◆ PROMPT: Filter the entries for the string "expected". Copy each line that has it.

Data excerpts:
------------------------------

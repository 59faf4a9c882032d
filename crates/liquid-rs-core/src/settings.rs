//! Settings for liquid-rs.
//!
//! This module provides the [`Settings`] struct, which holds parser, renderer,
//! and logging configuration, and [`LazySettings`], a globally-accessible,
//! configure-once settings instance.

use std::path::PathBuf;
use std::sync::OnceLock;

use serde::{Deserialize, Serialize};

/// The complete set of liquid-rs settings.
///
/// # Examples
///
/// ```
/// use liquid_rs_core::settings::Settings;
///
/// let settings = Settings::default();
/// assert!(settings.debug);
/// assert!(settings.error_markers);
/// assert!(!settings.strip_whitespace_at_tag);
/// ```
#[derive(Debug, Clone, PartialEq, Eq, Serialize, Deserialize)]
#[serde(default)]
pub struct Settings {
    // ── Core ─────────────────────────────────────────────────────────

    /// Whether debug mode is enabled (pretty logs instead of JSON).
    pub debug: bool,

    // ── Logging ──────────────────────────────────────────────────────

    /// The log filter directive (e.g. "info", "liquid_rs_template=trace").
    pub log_level: String,

    // ── Templates ────────────────────────────────────────────────────

    /// Directories searched, in order, for templates named by `include`.
    pub template_dirs: Vec<PathBuf>,
    /// Skip one newline directly after a `%}` while parsing.
    pub strip_newline_after_tag: bool,
    /// Run the whitespace-stripping pass on every parsed template.
    pub strip_whitespace_at_tag: bool,

    // ── Rendering ────────────────────────────────────────────────────

    /// Write an inline `{! ... !}` marker into the output on evaluation errors.
    pub error_markers: bool,
}

impl Default for Settings {
    fn default() -> Self {
        Self {
            debug: true,
            log_level: "info".to_string(),
            template_dirs: Vec::new(),
            strip_newline_after_tag: false,
            strip_whitespace_at_tag: false,
            error_markers: true,
        }
    }
}

/// A lazily-initialized, globally-accessible settings container.
///
/// Call [`configure`](LazySettings::configure) once at startup to set the
/// settings, then use [`get`](LazySettings::get) to access them.
///
/// # Panics
///
/// [`get`](LazySettings::get) panics if settings have not been configured.
/// [`configure`](LazySettings::configure) panics if called more than once.
pub struct LazySettings {
    inner: OnceLock<Settings>,
}

impl Default for LazySettings {
    fn default() -> Self {
        Self::new()
    }
}

impl LazySettings {
    /// Creates a new, unconfigured `LazySettings`.
    pub const fn new() -> Self {
        Self {
            inner: OnceLock::new(),
        }
    }

    /// Configures the global settings. Must be called exactly once.
    ///
    /// # Panics
    ///
    /// Panics if settings have already been configured.
    pub fn configure(&self, settings: Settings) {
        self.inner
            .set(settings)
            .expect("Settings have already been configured");
    }

    /// Returns a reference to the configured settings.
    ///
    /// # Panics
    ///
    /// Panics if settings have not been configured.
    pub fn get(&self) -> &Settings {
        self.inner
            .get()
            .expect("Settings have not been configured. Call SETTINGS.configure() first.")
    }

    /// Returns the configured settings, or `None` before configuration.
    pub fn try_get(&self) -> Option<&Settings> {
        self.inner.get()
    }

    /// Returns `true` if settings have been configured.
    pub fn is_configured(&self) -> bool {
        self.inner.get().is_some()
    }
}

/// The global settings instance.
pub static SETTINGS: LazySettings = LazySettings::new();

#[cfg(test)]
mod tests {
    use super::*;

    #[test]
    fn test_default_settings() {
        let s = Settings::default();
        assert!(s.debug);
        assert_eq!(s.log_level, "info");
        assert!(s.template_dirs.is_empty());
        assert!(!s.strip_newline_after_tag);
        assert!(!s.strip_whitespace_at_tag);
        assert!(s.error_markers);
    }

    #[test]
    fn test_lazy_settings_configure_and_get() {
        let lazy = LazySettings::new();
        assert!(!lazy.is_configured());
        assert!(lazy.try_get().is_none());

        let mut settings = Settings::default();
        settings.debug = false;
        settings.strip_whitespace_at_tag = true;

        lazy.configure(settings);
        assert!(lazy.is_configured());
        assert!(!lazy.get().debug);
        assert!(lazy.get().strip_whitespace_at_tag);
    }

    #[test]
    #[should_panic(expected = "already been configured")]
    fn test_lazy_settings_double_configure_panics() {
        let lazy = LazySettings::new();
        lazy.configure(Settings::default());
        lazy.configure(Settings::default());
    }

    #[test]
    #[should_panic(expected = "not been configured")]
    fn test_lazy_settings_get_before_configure_panics() {
        let lazy = LazySettings::new();
        let _ = lazy.get();
    }
}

------------------------------

◆ WRITTEN REPLY:
    #[should_panic(expected = "already been configured")]
    #[should_panic(expected = "not been configured")]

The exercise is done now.